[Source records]
****************************************

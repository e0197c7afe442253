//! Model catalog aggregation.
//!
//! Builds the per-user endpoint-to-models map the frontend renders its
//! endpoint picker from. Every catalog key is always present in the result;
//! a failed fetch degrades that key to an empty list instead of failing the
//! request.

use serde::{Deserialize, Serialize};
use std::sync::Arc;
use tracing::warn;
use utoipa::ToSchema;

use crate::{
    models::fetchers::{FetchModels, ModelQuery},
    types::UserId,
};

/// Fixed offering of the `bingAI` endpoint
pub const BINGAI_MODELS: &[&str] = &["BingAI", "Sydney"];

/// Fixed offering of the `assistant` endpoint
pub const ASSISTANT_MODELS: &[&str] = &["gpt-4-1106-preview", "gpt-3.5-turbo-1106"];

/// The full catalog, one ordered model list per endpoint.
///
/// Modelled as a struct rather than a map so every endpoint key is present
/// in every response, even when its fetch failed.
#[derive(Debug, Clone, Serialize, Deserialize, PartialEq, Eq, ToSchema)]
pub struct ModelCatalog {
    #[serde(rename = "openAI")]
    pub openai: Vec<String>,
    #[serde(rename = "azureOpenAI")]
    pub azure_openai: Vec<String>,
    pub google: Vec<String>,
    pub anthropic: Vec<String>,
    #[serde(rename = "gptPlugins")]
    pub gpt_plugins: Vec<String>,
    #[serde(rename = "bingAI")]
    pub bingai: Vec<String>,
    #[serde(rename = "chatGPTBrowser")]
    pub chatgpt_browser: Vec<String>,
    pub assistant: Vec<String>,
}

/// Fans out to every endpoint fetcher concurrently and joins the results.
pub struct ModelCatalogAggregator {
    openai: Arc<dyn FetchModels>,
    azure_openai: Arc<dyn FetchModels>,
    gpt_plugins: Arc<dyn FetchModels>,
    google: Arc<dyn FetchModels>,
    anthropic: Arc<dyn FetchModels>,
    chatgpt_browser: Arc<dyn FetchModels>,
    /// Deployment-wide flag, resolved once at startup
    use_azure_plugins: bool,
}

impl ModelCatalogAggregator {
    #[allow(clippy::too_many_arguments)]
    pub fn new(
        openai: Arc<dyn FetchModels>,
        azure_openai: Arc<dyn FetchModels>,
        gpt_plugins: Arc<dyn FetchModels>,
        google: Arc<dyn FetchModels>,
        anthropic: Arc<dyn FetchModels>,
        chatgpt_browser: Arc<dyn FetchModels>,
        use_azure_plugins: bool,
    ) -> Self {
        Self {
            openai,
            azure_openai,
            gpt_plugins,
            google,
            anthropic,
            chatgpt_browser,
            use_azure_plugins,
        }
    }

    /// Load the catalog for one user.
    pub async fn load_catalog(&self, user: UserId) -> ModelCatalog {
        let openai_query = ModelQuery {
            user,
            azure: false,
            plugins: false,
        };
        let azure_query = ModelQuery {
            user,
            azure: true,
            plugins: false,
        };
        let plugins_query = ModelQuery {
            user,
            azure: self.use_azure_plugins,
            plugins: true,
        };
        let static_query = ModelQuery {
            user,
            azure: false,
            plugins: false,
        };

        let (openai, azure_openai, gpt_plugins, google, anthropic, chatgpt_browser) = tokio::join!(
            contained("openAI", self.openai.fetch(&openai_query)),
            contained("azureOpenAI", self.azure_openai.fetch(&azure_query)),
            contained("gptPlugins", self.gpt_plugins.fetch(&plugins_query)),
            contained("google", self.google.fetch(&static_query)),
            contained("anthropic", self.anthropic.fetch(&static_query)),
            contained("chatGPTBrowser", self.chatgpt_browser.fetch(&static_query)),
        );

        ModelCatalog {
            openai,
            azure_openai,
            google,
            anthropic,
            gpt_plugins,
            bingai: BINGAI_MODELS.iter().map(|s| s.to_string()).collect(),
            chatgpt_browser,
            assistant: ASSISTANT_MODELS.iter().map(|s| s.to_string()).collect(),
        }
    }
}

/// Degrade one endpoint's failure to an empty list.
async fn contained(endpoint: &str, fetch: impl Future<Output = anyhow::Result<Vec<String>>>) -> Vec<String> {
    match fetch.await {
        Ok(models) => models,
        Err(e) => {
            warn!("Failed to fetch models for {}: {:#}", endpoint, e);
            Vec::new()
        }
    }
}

****************************************

_TRY IT:_ Above are the records; report each line in them that includes the word "collect".

_RESULT OF THE EXERCISE:_
            bingai: BINGAI_MODELS.iter().map(|s| s.to_string()).collect(),
            assistant: ASSISTANT_MODELS.iter().map(|s| s.to_string()).collect(),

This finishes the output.